**DATA SUPPLIED:**

━━━━━━━━━━━━━━━━━━━━━━━━━━━━━━

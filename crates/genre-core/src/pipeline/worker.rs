//! Extraction worker
//!
//! Resampling, mel extraction and frame normalization run off the caller's
//! context, on a dedicated thread fed through a command channel.
//!
//! ```text
//! ┌──────────────┐  ExtractionCommand  ┌──────────────────┐
//! │ Orchestrator │ ──────────────────► │ extraction-worker│
//! │   (async)    │ ◄────────────────── │    (thread)      │
//! └──────────────┘  oneshot response   └──────────────────┘
//!                                               │ subprocess mode
//!                                               ▼
//!                                      ┌──────────────────┐
//!                                      │ procspawn child  │
//!                                      └──────────────────┘
//! ```
//!
//! In subprocess mode each request runs in a fresh child process; samples are
//! handed over through a temp file, not through IPC.

use std::panic::{self, AssertUnwindSafe};
use std::path::PathBuf;
use std::thread;
use std::time::Instant;

use crossbeam::channel::{self, Receiver, Sender};
use tokio::sync::oneshot;

use super::protocol::{ExtractionRequest, ExtractionResponse};
use crate::config::WorkerIsolation;
use crate::error::{PipelineError, Result};
use crate::features::{extract_normalized, FeatureParams, NormalizedGrid};

/// Commands accepted by the extraction worker
pub enum ExtractionCommand {
    /// Extract a normalized grid for one clip
    Extract {
        request: ExtractionRequest,
        reply: oneshot::Sender<ExtractionResponse>,
    },

    /// Stop the worker loop
    Shutdown,
}

/// Background feature extraction service
pub struct ExtractionService;

impl ExtractionService {
    /// Spawn the worker thread
    pub fn spawn(isolation: WorkerIsolation) -> ExtractionHandle {
        let (command_tx, command_rx) = channel::unbounded();

        let thread_handle = thread::Builder::new()
            .name("extraction-worker".to_string())
            .spawn(move || Self::run(isolation, command_rx))
            .expect("Failed to spawn extraction worker");

        ExtractionHandle {
            command_tx,
            thread_handle: Some(thread_handle),
        }
    }

    /// Main worker loop
    fn run(isolation: WorkerIsolation, command_rx: Receiver<ExtractionCommand>) {
        log::info!("Extraction worker started ({} mode)", isolation.display_name());

        while let Ok(cmd) = command_rx.recv() {
            match cmd {
                ExtractionCommand::Extract { request, reply } => {
                    let start = Instant::now();
                    let response = match isolation {
                        WorkerIsolation::Thread => Self::extract_in_thread(&request),
                        WorkerIsolation::Subprocess => Self::extract_in_subprocess(request).into(),
                    };
                    match &response {
                        ExtractionResponse::Ok { grid } => log::debug!(
                            "Extracted {} frames ({} from audio) in {:.1}ms",
                            grid.frame_count(),
                            grid.source_frames(),
                            start.elapsed().as_secs_f64() * 1000.0
                        ),
                        ExtractionResponse::Error { message } => {
                            log::warn!("Extraction failed: {}", message)
                        }
                    }
                    // Receiver may be gone if the request was superseded
                    let _ = reply.send(response);
                }

                ExtractionCommand::Shutdown => {
                    log::info!("Extraction worker shutting down");
                    break;
                }
            }
        }
    }

    /// Run the chain on the worker thread; a panic becomes an error response
    fn extract_in_thread(request: &ExtractionRequest) -> ExtractionResponse {
        panic::catch_unwind(AssertUnwindSafe(|| request.run())).unwrap_or_else(|_| {
            ExtractionResponse::error("extraction panicked")
        })
    }

    /// Run the chain in a child process
    fn extract_in_subprocess(request: ExtractionRequest) -> std::result::Result<NormalizedGrid, String> {
        use std::io::{Read, Write};

        let temp_path = std::env::temp_dir().join(format!(
            "genre_clip_{}_{}.bin",
            std::process::id(),
            std::time::SystemTime::now()
                .duration_since(std::time::UNIX_EPOCH)
                .unwrap_or_default()
                .as_nanos()
        ));
        let _temp_guard = TempFileGuard::new(temp_path.clone());

        {
            let mut file = std::fs::File::create(&temp_path)
                .map_err(|e| format!("Failed to create temp file {:?}: {}", temp_path, e))?;
            let bytes: Vec<u8> = request.samples.iter().flat_map(|s| s.to_le_bytes()).collect();
            file.write_all(&bytes)
                .map_err(|e| format!("Failed to write samples to temp file: {}", e))?;
        }

        let ExtractionRequest {
            samples,
            source_rate,
            params,
        } = request;
        let sample_count = samples.len();
        drop(samples);

        let temp_path_str = temp_path.to_string_lossy().to_string();
        let handle = procspawn::spawn(
            (temp_path_str, sample_count, source_rate, params),
            |(path, count, rate, params): (String, usize, u32, FeatureParams)| {
                let samples = (|| -> std::result::Result<Vec<f32>, String> {
                    let mut file = std::fs::File::open(&path).map_err(|e| e.to_string())?;
                    let mut bytes = vec![0u8; count * std::mem::size_of::<f32>()];
                    file.read_exact(&mut bytes).map_err(|e| e.to_string())?;
                    Ok(bytes
                        .chunks_exact(4)
                        .map(|chunk| f32::from_le_bytes([chunk[0], chunk[1], chunk[2], chunk[3]]))
                        .collect())
                })()?;

                extract_normalized(&samples, rate, &params).map_err(|e| e.to_string())
            },
        );

        handle
            .join()
            .map_err(|e| format!("Extraction subprocess failed: {:?}", e))?
    }
}

/// Removes a temp file when dropped
struct TempFileGuard {
    path: PathBuf,
}

impl TempFileGuard {
    fn new(path: PathBuf) -> Self {
        Self { path }
    }
}

impl Drop for TempFileGuard {
    fn drop(&mut self) {
        if self.path.exists() {
            let _ = std::fs::remove_file(&self.path);
        }
    }
}

/// Handle to a running extraction worker
///
/// Dropping the handle stops the worker and joins its thread.
pub struct ExtractionHandle {
    command_tx: Sender<ExtractionCommand>,
    thread_handle: Option<thread::JoinHandle<()>>,
}

impl ExtractionHandle {
    /// Send a request and wait for the worker's reply without blocking the runtime
    pub async fn extract(&self, request: ExtractionRequest) -> Result<ExtractionResponse> {
        let (reply_tx, reply_rx) = oneshot::channel();
        self.command_tx
            .send(ExtractionCommand::Extract {
                request,
                reply: reply_tx,
            })
            .map_err(|_| PipelineError::WorkerUnavailable("worker has stopped".into()))?;

        reply_rx
            .await
            .map_err(|_| PipelineError::WorkerUnavailable("worker dropped the request".into()))
    }

    /// Check if the worker thread is still running
    pub fn is_running(&self) -> bool {
        self.thread_handle
            .as_ref()
            .map(|h| !h.is_finished())
            .unwrap_or(false)
    }

    /// Stop the worker and wait for it to exit
    pub fn shutdown(&mut self) {
        let _ = self.command_tx.send(ExtractionCommand::Shutdown);
        if let Some(handle) = self.thread_handle.take() {
            if handle.join().is_err() {
                log::error!("Extraction worker panicked during shutdown");
            }
        }
    }
}

impl Drop for ExtractionHandle {
    fn drop(&mut self) {
        self.shutdown();
    }
}

#[cfg(test)]
mod tests {
    use super::*;

    procspawn::enable_test_support!();

    #[tokio::test]
    async fn test_thread_worker_extracts() {
        let worker = ExtractionService::spawn(WorkerIsolation::Thread);
        assert!(worker.is_running());

        let request = ExtractionRequest::new(vec![0.1; 44100], 44100, FeatureParams::default());
        let grid = worker.extract(request).await.unwrap().into_result().unwrap();
        assert_eq!(grid.frame_count(), 96);
        assert_eq!(grid.n_bands(), 64);
        // 22050 resampled samples
        assert_eq!(grid.source_frames(), 20);
    }

    #[tokio::test]
    async fn test_worker_reports_errors_and_keeps_running() {
        let worker = ExtractionService::spawn(WorkerIsolation::Thread);

        let bad = ExtractionRequest::new(vec![f32::INFINITY; 8], 22050, FeatureParams::default());
        let response = worker.extract(bad).await.unwrap();
        assert!(matches!(response, ExtractionResponse::Error { .. }));

        let good = ExtractionRequest::new(vec![0.0; 8], 22050, FeatureParams::default());
        assert!(worker.extract(good).await.unwrap().into_result().is_ok());
    }

    #[tokio::test]
    async fn test_stopped_worker_is_unavailable() {
        let mut worker = ExtractionService::spawn(WorkerIsolation::Thread);
        worker.shutdown();
        assert!(!worker.is_running());

        let request = ExtractionRequest::new(vec![0.0; 8], 22050, FeatureParams::default());
        assert!(matches!(
            worker.extract(request).await,
            Err(PipelineError::WorkerUnavailable(_))
        ));
    }

    #[tokio::test]
    async fn test_subprocess_worker_extracts() {
        let worker = ExtractionService::spawn(WorkerIsolation::Subprocess);

        let request = ExtractionRequest::new(vec![0.1; 44100], 44100, FeatureParams::default());
        let grid = worker.extract(request).await.unwrap().into_result().unwrap();
        assert_eq!(grid.frame_count(), 96);
        assert_eq!(grid.n_bands(), 64);
        assert_eq!(grid.source_frames(), 20);
    }

    #[tokio::test]
    async fn test_subprocess_worker_reports_errors() {
        let worker = ExtractionService::spawn(WorkerIsolation::Subprocess);

        let bad = ExtractionRequest::new(vec![0.0, f32::NAN, 0.0], 22050, FeatureParams::default());
        let message = worker.extract(bad).await.unwrap().into_result().unwrap_err();
        assert!(message.contains("index 1"), "unexpected message: {}", message);

        let good = ExtractionRequest::new(vec![0.0; 8], 22050, FeatureParams::default());
        assert!(worker.extract(good).await.unwrap().into_result().is_ok());
    }

    #[test]
    fn test_temp_file_guard_removes_file() {
        let dir = tempfile::tempdir().unwrap();
        let path = dir.path().join("clip.bin");
        std::fs::write(&path, [0u8; 4]).unwrap();
        {
            let _guard = TempFileGuard::new(path.clone());
        }
        assert!(!path.exists());
    }
}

━━━━━━━━━━━━━━━━━━━━━━━━━━━━━━

**WHAT NEEDS TO BE DONE:** From the entries above, extract only the lines running from the one containing "impl Drop for TempFileGuard" through the one containing "pub struct ExtractionHandle", inclusive.

**YOUR RESPONSE:**
impl Drop for TempFileGuard {
    fn drop(&mut self) {
        if self.path.exists() {
            let _ = std::fs::remove_file(&self.path);
        }
    }
}

/// Handle to a running extraction worker
///
/// Dropping the handle stops the worker and joins its thread.
pub struct ExtractionHandle {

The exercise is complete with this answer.